About This Item

Share This Item

The AAPG/Datapages Combined Publications Database

AAPG Bulletin

Abstract


Volume: 67 (1983)

Issue: 3. (March)

First Page: 462

Last Page: 462

Title: Role of Clay Composition on Extent of Illite/Smectite Diagenesis: ABSTRACT

Author(s): W. R. Foster, H. C. Custard

Article Type: Meeting abstract

Abstract:

Evidence has been presented from the northern Gulf of Mexico which suggests that, over periods of several million years, the smectite-illite transition is largely controlled by temperature. Although kinetics obviously control rates over shorter intervals of time, the progression from smectite to illite with depth can be viewed largely as a succession of equilibrium states provided source and hence composition have been relatively constant.
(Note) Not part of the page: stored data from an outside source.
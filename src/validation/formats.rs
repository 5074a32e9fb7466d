//! ISO 8601 and UUID string formats
//!
//! Format strings are matched with anchored patterns first, then parsed into
//! chrono/uuid values so that equality and ordering are semantic:
//! `"2018"` and `"2018-01-01"` are the same date, `"Z"` and `"+00:00"` are
//! the same time zone, UUIDs compare case-insensitively.
//!
//! Accepted shapes:
//! - date:     `YYYY[-MM[-DD]]`
//! - datetime: `YYYY[-MM[-DD[THH:MM[:SS[.sss]][Z|±HH:MM]]]]` (no offset = UTC)
//! - time:     `HH:MM[:SS[.sss]]`
//! - timezone: `Z` or `±HH:MM`
//! - uuid:     8-4-4-4-12 hex digits

use std::cmp::Ordering;
use std::sync::OnceLock;

use chrono::{DateTime, FixedOffset, NaiveDate, NaiveDateTime, NaiveTime, TimeZone};
use regex::{Captures, Regex};
use uuid::Uuid;

/// String types whose values are compared after canonicalization
#[derive(Debug, Clone, Copy, PartialEq, Eq, Hash)]
pub enum StringFormat {
    Date,
    DateTime,
    Time,
    TimeZone,
    Uuid,
}

static DATE_RE: OnceLock<Option<Regex>> = OnceLock::new();
static DATETIME_RE: OnceLock<Option<Regex>> = OnceLock::new();
static TIME_RE: OnceLock<Option<Regex>> = OnceLock::new();
static TIMEZONE_RE: OnceLock<Option<Regex>> = OnceLock::new();
static UUID_RE: OnceLock<Option<Regex>> = OnceLock::new();

/// Compiled once; `None` only if the literal pattern is broken
fn pattern(cell: &'static OnceLock<Option<Regex>>, source: &str) -> Option<&'static Regex> {
    cell.get_or_init(|| Regex::new(source).ok()).as_ref()
}

fn date_re() -> Option<&'static Regex> {
    pattern(&DATE_RE, r"^(\d{4})(?:-(\d{2})(?:-(\d{2}))?)?$")
}

fn datetime_re() -> Option<&'static Regex> {
    pattern(
        &DATETIME_RE,
        r"^(\d{4})(?:-(\d{2})(?:-(\d{2})(?:T(\d{2}):(\d{2})(?::(\d{2})(?:\.(\d{1,3}))?)?(Z|[+-]\d{2}:\d{2})?)?)?)?$",
    )
}

fn time_re() -> Option<&'static Regex> {
    pattern(&TIME_RE, r"^(\d{2}):(\d{2})(?::(\d{2})(?:\.(\d{1,3}))?)?$")
}

fn timezone_re() -> Option<&'static Regex> {
    pattern(&TIMEZONE_RE, r"^(?:Z|([+-])(\d{2}):(\d{2}))$")
}

fn uuid_re() -> Option<&'static Regex> {
    pattern(
        &UUID_RE,
        r"^[0-9A-Fa-f]{8}-[0-9A-Fa-f]{4}-[0-9A-Fa-f]{4}-[0-9A-Fa-f]{4}-[0-9A-Fa-f]{12}$",
    )
}

fn group_u32(caps: &Captures<'_>, index: usize) -> Option<u32> {
    caps.get(index).and_then(|m| m.as_str().parse().ok())
}

/// Fraction digits as milliseconds (".5" is 500ms)
fn group_millis(caps: &Captures<'_>, index: usize) -> u32 {
    caps.get(index)
        .map(|m| {
            let digits = m.as_str();
            let padded = format!("{:0<3}", digits);
            padded.parse().unwrap_or(0)
        })
        .unwrap_or(0)
}

fn ymd(caps: &Captures<'_>) -> Option<NaiveDate> {
    let year: i32 = caps.get(1)?.as_str().parse().ok()?;
    let month = group_u32(caps, 2).unwrap_or(1);
    let day = group_u32(caps, 3).unwrap_or(1);
    NaiveDate::from_ymd_opt(year, month, day)
}

fn offset_seconds(zone: &str) -> Option<i32> {
    let caps = timezone_re()?.captures(zone)?;
    if caps.get(1).is_none() {
        return Some(0);
    }
    let hours = group_u32(&caps, 2)?;
    let minutes = group_u32(&caps, 3)?;
    if hours > 23 || minutes > 59 {
        return None;
    }
    let magnitude = (hours * 3600 + minutes * 60) as i32;
    Some(if &caps[1] == "-" { -magnitude } else { magnitude })
}

/// Parse a calendar date; missing month/day default to 1
pub fn parse_date(value: &str) -> Option<NaiveDate> {
    ymd(&date_re()?.captures(value)?)
}

/// Parse a date with optional time and offset into an instant
pub fn parse_datetime(value: &str) -> Option<DateTime<FixedOffset>> {
    let caps = datetime_re()?.captures(value)?;
    let date = ymd(&caps)?;

    let time = if caps.get(4).is_some() {
        NaiveTime::from_hms_milli_opt(
            group_u32(&caps, 4)?,
            group_u32(&caps, 5)?,
            group_u32(&caps, 6).unwrap_or(0),
            group_millis(&caps, 7),
        )?
    } else {
        NaiveTime::from_hms_opt(0, 0, 0)?
    };

    let offset = match caps.get(8) {
        Some(zone) => FixedOffset::east_opt(offset_seconds(zone.as_str())?)?,
        None => FixedOffset::east_opt(0)?,
    };

    offset
        .from_local_datetime(&NaiveDateTime::new(date, time))
        .single()
}

/// Parse a time of day
pub fn parse_time(value: &str) -> Option<NaiveTime> {
    let caps = time_re()?.captures(value)?;
    NaiveTime::from_hms_milli_opt(
        group_u32(&caps, 1)?,
        group_u32(&caps, 2)?,
        group_u32(&caps, 3).unwrap_or(0),
        group_millis(&caps, 4),
    )
}

/// Parse a time zone designator into an offset from UTC
pub fn parse_timezone(value: &str) -> Option<FixedOffset> {
    FixedOffset::east_opt(offset_seconds(value)?)
}

/// Parse a hyphenated UUID
pub fn parse_uuid(value: &str) -> Option<Uuid> {
    if !uuid_re()?.is_match(value) {
        return None;
    }
    Uuid::parse_str(value).ok()
}

impl StringFormat {
    /// Returns true if the string is well-formed for this format
    pub fn is_valid(&self, value: &str) -> bool {
        match self {
            StringFormat::Date => parse_date(value).is_some(),
            StringFormat::DateTime => parse_datetime(value).is_some(),
            StringFormat::Time => parse_time(value).is_some(),
            StringFormat::TimeZone => parse_timezone(value).is_some(),
            StringFormat::Uuid => parse_uuid(value).is_some(),
        }
    }

    /// Semantic ordering; `None` when either side does not parse
    pub fn compare(&self, a: &str, b: &str) -> Option<Ordering> {
        match self {
            StringFormat::Date => Some(parse_date(a)?.cmp(&parse_date(b)?)),
            StringFormat::DateTime => Some(parse_datetime(a)?.cmp(&parse_datetime(b)?)),
            StringFormat::Time => Some(parse_time(a)?.cmp(&parse_time(b)?)),
            StringFormat::TimeZone => {
                let a = parse_timezone(a)?.local_minus_utc();
                let b = parse_timezone(b)?.local_minus_utc();
                Some(a.cmp(&b))
            }
            StringFormat::Uuid => Some(parse_uuid(a)?.cmp(&parse_uuid(b)?)),
        }
    }

    /// Semantic equality, falling back to raw equality for malformed input
    pub fn canonical_eq(&self, a: &str, b: &str) -> bool {
        match self.compare(a, b) {
            Some(ordering) => ordering == Ordering::Equal,
            None => a == b,
        }
    }
}

#[cfg(test)]
mod tests {
    use super::*;

    #[test]
    fn test_partial_dates_default_to_first() {
        assert_eq!(parse_date("2018"), NaiveDate::from_ymd_opt(2018, 1, 1));
        assert_eq!(parse_date("2018-03"), NaiveDate::from_ymd_opt(2018, 3, 1));
        assert!(StringFormat::Date.canonical_eq("2018", "2018-01-01"));
    }

    #[test]
    fn test_invalid_calendar_dates_rejected() {
        assert!(parse_date("2018-02-29").is_none());
        assert!(parse_date("2016-02-29").is_some());
        assert!(parse_date("2018-13-01").is_none());
        assert!(parse_date("2018-01-01T00:00").is_none());
        assert!(parse_date("18-01-01").is_none());
    }

    #[test]
    fn test_datetime_offsets_compare_as_instants() {
        assert!(StringFormat::DateTime.canonical_eq(
            "2018-06-01T12:00:00Z",
            "2018-06-01T14:00:00+02:00"
        ));
        assert!(StringFormat::DateTime.canonical_eq("2018-06-01", "2018-06-01T00:00:00.000Z"));
        assert_eq!(
            StringFormat::DateTime.compare("2018-06-01T12:00:00Z", "2018-06-01T12:00:00-01:00"),
            Some(Ordering::Less)
        );
    }

    #[test]
    fn test_datetime_rejects_out_of_range_components() {
        assert!(parse_datetime("2018-06-01T24:00").is_none());
        assert!(parse_datetime("2018-06-01T10:60").is_none());
        assert!(parse_datetime("2018-06-01T10:00+25:00").is_none());
        assert!(parse_datetime("2018-06-01 10:00").is_none());
    }

    #[test]
    fn test_datetime_time_requires_full_date() {
        assert!(!StringFormat::DateTime.is_valid("2018T10:00"));
        assert!(!StringFormat::DateTime.is_valid("2018-06T10:00Z"));
        assert!(StringFormat::DateTime.is_valid("2018-06"));
        assert!(StringFormat::DateTime.is_valid("2018-06-01T10:00Z"));
    }

    #[test]
    fn test_time_fraction_padding() {
        assert_eq!(parse_time("10:15:30.5"), NaiveTime::from_hms_milli_opt(10, 15, 30, 500));
        assert!(StringFormat::Time.canonical_eq("10:15", "10:15:00.000"));
        assert!(parse_time("10:15:30.1234").is_none());
    }

    #[test]
    fn test_timezone_zulu_equals_zero_offset() {
        assert!(StringFormat::TimeZone.canonical_eq("Z", "+00:00"));
        assert!(StringFormat::TimeZone.canonical_eq("-00:00", "Z"));
        assert_eq!(
            StringFormat::TimeZone.compare("-05:00", "+01:30"),
            Some(Ordering::Less)
        );
        assert!(!StringFormat::TimeZone.is_valid("+5:00"));
    }

    #[test]
    fn test_uuid_case_folding() {
        let lower = "1511fba4-e039-42cc-9ac2-9f2fa29eecfc";
        let upper = "1511FBA4-E039-42CC-9AC2-9F2FA29EECFC";
        assert!(StringFormat::Uuid.canonical_eq(lower, upper));
        assert!(!StringFormat::Uuid.is_valid("1511fba4e03942cc9ac29f2fa29eecfc"));
        assert!(StringFormat::Uuid.is_valid(&Uuid::new_v4().to_string()));
    }

    #[test]
    fn test_malformed_values_fall_back_to_raw_equality() {
        assert!(StringFormat::Date.canonical_eq("not-a-date", "not-a-date"));
        assert!(!StringFormat::Date.canonical_eq("not-a-date", "2018"));
        assert_eq!(StringFormat::Date.compare("not-a-date", "2018"), None);
    }
}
The abruptness of the transition zone over which this reaction occurs is proportional to the product of reaction enthalpy and geothermal gradient. Arrhenius plots of the log of the equilibrium coefficient versus reciprocal of the absolute temperature yield reaction enthalpies ranging from 26,000 cal/mole along the south Texas coast to a low as 1,800 cal/mole in the Mississippi Delta. It has been found that clays with high reaction enthalpies are typically montmorillonites, derived from volcanic ash, with lattice substitution principally in the octahedral layers. However, low enthalpy smectites found farther east are derived from the Mississippi River provenance and are beidellites with predominant tetrahedral substitution and hence more mica-like in structure.